→ **TASK INPUTS**

•••

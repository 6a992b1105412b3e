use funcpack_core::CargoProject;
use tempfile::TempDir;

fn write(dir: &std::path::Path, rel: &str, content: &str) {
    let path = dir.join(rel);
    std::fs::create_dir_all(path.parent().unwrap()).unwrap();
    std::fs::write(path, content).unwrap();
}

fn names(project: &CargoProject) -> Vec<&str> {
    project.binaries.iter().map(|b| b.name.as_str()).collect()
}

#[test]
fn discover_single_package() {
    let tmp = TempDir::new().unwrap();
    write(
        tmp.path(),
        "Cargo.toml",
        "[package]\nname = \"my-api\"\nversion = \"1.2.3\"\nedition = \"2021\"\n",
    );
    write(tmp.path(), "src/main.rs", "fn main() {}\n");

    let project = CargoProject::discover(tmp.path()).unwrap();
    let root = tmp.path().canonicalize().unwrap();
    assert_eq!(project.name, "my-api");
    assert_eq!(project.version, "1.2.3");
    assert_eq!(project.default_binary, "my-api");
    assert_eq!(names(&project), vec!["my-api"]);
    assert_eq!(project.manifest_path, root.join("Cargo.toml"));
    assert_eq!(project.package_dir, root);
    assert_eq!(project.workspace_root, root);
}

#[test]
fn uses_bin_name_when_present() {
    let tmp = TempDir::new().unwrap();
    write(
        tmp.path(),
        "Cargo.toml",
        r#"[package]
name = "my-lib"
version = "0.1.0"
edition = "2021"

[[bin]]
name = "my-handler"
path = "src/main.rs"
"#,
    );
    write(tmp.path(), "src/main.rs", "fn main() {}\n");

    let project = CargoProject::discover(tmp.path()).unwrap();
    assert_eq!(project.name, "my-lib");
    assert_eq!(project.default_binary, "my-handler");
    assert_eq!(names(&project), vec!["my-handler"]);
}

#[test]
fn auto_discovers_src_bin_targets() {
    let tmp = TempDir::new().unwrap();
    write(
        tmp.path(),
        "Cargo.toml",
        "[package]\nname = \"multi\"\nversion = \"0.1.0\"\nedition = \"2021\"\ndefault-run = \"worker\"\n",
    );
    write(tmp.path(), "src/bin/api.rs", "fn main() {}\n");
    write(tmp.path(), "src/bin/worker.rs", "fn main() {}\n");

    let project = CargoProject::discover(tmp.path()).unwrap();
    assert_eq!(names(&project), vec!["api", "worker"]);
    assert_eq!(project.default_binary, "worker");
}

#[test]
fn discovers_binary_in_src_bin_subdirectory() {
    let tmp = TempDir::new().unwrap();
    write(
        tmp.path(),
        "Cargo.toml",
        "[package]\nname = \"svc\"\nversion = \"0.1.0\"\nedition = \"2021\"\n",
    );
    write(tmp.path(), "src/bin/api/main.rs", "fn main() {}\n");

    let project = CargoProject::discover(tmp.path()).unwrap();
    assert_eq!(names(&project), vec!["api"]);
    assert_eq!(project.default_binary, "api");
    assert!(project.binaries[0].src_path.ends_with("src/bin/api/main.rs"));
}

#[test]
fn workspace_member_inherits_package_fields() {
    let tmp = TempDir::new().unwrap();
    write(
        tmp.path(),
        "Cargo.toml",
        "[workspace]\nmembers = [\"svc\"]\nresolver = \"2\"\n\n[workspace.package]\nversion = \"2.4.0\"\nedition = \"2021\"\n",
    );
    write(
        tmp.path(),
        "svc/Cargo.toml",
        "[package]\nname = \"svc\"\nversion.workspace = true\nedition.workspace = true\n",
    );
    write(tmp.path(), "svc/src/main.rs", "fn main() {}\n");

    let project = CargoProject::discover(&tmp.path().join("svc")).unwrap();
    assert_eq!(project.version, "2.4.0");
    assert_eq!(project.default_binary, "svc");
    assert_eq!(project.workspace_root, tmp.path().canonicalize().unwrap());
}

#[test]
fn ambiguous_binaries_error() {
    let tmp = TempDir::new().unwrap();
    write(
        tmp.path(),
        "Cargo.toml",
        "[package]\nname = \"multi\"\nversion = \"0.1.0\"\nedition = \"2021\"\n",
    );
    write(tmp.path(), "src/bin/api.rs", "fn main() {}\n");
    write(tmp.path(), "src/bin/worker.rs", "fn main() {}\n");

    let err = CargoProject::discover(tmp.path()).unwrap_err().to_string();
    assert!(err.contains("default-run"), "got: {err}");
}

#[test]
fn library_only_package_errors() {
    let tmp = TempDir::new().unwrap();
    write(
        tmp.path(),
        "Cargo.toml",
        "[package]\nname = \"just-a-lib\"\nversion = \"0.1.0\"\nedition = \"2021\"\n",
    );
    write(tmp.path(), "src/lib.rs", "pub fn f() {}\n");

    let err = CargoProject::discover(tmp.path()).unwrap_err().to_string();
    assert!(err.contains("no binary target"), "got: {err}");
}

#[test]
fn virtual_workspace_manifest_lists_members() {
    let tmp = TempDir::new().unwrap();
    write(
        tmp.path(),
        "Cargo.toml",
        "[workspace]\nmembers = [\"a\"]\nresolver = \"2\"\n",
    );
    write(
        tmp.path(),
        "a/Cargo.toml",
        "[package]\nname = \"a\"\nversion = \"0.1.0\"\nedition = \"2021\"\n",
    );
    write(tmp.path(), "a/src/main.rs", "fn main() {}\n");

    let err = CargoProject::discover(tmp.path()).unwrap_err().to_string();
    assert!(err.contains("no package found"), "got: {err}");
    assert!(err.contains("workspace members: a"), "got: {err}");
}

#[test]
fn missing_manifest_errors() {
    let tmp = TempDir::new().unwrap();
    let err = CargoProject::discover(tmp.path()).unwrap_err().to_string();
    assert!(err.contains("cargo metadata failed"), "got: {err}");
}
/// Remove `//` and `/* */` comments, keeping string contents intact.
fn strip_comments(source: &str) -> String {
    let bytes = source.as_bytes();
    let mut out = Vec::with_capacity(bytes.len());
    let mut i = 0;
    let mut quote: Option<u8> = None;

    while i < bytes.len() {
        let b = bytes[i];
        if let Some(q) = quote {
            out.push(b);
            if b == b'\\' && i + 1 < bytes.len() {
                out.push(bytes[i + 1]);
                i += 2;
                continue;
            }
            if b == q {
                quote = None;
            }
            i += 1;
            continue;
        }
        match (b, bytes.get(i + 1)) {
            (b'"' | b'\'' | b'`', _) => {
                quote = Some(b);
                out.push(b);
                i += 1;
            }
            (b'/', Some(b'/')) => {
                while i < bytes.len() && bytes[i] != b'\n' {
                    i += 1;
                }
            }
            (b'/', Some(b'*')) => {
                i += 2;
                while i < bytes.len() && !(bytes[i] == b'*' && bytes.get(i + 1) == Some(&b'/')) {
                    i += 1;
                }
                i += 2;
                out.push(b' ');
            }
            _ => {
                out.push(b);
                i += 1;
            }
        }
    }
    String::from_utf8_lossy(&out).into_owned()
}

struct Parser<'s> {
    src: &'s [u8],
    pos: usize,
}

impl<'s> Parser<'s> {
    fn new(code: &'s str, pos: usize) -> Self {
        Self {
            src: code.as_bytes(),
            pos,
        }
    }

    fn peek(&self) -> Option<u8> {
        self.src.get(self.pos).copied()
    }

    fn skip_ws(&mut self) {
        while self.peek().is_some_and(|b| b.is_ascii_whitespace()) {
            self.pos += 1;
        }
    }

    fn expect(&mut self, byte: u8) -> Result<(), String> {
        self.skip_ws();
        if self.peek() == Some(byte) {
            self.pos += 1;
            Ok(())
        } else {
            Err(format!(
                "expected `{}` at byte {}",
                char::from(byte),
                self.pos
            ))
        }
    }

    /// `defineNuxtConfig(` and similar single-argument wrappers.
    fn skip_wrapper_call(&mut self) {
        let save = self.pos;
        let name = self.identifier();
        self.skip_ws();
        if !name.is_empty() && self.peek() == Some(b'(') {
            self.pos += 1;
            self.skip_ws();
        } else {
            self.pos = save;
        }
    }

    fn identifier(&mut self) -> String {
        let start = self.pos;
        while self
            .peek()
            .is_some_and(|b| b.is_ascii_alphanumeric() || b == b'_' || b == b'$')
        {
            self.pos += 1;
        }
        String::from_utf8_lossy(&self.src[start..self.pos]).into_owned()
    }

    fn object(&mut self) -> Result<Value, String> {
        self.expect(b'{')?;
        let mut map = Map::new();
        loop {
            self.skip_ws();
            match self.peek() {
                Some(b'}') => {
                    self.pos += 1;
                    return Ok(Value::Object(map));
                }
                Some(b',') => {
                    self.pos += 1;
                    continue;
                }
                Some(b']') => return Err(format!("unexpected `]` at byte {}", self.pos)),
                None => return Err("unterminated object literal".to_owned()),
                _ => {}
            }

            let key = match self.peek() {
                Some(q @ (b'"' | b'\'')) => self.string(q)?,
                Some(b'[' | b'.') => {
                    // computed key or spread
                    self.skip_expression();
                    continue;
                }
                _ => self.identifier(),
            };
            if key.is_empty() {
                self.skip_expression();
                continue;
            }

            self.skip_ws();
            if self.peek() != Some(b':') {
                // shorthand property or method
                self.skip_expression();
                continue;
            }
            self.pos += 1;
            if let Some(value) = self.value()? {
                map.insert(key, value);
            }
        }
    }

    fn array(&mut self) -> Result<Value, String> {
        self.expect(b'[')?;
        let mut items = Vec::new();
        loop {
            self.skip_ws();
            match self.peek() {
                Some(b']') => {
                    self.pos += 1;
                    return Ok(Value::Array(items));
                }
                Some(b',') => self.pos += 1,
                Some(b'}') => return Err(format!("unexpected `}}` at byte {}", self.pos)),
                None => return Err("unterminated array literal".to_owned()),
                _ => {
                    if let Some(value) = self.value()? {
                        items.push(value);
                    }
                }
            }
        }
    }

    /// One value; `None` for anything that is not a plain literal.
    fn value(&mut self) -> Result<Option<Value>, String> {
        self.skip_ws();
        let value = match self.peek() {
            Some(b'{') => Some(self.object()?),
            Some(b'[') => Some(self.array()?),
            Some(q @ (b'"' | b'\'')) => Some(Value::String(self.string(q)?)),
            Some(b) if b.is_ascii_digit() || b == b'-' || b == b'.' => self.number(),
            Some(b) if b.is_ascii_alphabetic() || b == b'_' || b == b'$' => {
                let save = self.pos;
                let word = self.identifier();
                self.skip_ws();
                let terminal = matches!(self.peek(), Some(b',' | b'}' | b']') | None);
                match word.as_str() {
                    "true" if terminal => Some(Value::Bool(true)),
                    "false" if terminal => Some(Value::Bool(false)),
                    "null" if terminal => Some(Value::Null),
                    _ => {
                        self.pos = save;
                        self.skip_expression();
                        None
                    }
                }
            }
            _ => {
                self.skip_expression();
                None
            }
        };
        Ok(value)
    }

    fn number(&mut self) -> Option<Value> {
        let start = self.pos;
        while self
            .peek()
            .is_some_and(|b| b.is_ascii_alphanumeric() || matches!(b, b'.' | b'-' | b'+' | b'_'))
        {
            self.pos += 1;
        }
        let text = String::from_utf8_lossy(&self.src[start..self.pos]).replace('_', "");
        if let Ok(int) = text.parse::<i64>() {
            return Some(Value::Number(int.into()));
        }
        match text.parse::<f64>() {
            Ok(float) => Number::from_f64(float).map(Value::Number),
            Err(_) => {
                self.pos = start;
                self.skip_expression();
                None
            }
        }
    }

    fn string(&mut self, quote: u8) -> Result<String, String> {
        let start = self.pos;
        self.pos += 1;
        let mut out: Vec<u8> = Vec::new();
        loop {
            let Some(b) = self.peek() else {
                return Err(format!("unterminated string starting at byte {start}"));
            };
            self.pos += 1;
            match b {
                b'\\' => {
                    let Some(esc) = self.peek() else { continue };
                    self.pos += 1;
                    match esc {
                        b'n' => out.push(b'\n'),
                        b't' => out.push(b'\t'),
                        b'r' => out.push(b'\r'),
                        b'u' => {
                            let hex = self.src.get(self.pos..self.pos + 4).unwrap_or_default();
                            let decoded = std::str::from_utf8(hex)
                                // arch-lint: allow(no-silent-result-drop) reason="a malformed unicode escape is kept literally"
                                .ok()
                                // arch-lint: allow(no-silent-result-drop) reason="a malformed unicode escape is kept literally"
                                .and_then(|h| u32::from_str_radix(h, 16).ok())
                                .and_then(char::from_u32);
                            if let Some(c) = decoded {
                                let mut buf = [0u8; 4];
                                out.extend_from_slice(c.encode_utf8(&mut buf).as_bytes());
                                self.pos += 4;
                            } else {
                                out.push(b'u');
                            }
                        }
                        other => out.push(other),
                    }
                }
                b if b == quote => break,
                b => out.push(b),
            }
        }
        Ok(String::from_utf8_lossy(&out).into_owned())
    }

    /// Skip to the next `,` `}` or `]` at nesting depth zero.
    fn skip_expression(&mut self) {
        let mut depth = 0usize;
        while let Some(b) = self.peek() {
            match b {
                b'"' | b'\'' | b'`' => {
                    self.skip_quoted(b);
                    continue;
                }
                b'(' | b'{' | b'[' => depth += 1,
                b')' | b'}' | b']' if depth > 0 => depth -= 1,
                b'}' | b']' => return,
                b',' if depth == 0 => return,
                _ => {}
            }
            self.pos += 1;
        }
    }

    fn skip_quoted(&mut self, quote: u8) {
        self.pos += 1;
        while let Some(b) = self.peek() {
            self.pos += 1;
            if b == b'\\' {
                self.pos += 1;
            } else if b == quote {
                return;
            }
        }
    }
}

•••

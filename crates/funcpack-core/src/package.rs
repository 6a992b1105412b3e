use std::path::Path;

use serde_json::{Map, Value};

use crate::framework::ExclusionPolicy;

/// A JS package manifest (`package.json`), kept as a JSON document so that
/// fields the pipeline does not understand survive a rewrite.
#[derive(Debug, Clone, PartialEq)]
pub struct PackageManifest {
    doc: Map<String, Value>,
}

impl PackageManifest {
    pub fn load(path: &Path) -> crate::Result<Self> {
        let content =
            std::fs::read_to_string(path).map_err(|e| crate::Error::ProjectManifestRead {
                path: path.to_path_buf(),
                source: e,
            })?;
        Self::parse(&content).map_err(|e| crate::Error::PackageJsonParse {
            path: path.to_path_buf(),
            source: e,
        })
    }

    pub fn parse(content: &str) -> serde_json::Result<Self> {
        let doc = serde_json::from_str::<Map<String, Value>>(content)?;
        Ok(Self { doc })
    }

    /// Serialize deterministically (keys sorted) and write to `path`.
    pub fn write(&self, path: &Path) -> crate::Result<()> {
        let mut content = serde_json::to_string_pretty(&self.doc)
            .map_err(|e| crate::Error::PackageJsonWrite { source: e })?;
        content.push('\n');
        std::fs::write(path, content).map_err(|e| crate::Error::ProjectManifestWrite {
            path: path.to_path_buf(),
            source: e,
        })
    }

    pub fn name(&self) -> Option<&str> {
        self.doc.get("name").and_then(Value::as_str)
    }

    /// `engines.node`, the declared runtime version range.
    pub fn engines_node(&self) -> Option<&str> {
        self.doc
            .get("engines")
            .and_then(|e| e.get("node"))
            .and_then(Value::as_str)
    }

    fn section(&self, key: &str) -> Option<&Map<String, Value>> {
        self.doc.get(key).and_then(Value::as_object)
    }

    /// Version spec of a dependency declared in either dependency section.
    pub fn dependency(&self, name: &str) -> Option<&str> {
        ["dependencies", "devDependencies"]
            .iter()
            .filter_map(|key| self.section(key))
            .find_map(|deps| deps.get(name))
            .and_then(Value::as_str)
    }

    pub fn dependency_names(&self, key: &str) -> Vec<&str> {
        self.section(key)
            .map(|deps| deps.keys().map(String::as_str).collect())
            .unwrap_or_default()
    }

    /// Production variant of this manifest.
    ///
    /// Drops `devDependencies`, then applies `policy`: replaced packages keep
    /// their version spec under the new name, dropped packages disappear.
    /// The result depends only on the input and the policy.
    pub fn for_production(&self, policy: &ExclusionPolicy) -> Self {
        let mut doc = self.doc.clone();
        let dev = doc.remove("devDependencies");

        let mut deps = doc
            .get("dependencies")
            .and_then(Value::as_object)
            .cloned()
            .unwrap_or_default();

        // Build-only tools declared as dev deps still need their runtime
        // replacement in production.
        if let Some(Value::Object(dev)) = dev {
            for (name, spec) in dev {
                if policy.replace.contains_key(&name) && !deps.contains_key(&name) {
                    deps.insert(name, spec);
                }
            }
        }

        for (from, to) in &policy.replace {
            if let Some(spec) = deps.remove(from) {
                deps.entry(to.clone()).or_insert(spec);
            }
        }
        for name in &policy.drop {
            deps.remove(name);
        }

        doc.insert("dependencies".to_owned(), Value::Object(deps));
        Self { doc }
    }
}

•••

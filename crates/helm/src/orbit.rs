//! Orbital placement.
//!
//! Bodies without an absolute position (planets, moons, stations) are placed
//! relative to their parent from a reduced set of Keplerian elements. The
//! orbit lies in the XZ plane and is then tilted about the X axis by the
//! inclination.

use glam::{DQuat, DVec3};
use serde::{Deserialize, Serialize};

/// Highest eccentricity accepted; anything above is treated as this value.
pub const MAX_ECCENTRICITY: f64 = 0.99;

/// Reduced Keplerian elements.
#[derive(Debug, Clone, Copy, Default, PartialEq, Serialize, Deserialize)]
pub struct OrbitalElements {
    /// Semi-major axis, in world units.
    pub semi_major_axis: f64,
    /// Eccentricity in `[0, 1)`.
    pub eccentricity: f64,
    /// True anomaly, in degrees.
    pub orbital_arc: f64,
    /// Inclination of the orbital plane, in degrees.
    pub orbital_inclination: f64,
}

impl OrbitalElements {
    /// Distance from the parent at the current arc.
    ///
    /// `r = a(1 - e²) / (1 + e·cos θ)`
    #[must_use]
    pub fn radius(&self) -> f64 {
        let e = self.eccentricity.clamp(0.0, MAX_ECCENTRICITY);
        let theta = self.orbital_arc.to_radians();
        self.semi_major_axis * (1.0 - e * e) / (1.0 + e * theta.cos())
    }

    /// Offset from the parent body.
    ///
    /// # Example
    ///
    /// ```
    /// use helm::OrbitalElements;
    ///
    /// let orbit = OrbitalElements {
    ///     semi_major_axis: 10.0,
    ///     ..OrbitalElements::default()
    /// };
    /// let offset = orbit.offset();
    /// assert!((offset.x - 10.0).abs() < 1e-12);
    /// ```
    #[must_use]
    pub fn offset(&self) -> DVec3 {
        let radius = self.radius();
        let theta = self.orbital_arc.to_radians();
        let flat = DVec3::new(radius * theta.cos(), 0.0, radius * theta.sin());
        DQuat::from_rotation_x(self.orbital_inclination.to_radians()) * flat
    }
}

•••

→ **EXERCISE DIRECTIONS**
Copy every line of the listing containing the string "OrbitalElements".

→ **REPLY TO THE EXERCISE**
pub struct OrbitalElements {
impl OrbitalElements {
    /// use helm::OrbitalElements;
    /// let orbit = OrbitalElements {
    ///     ..OrbitalElements::default()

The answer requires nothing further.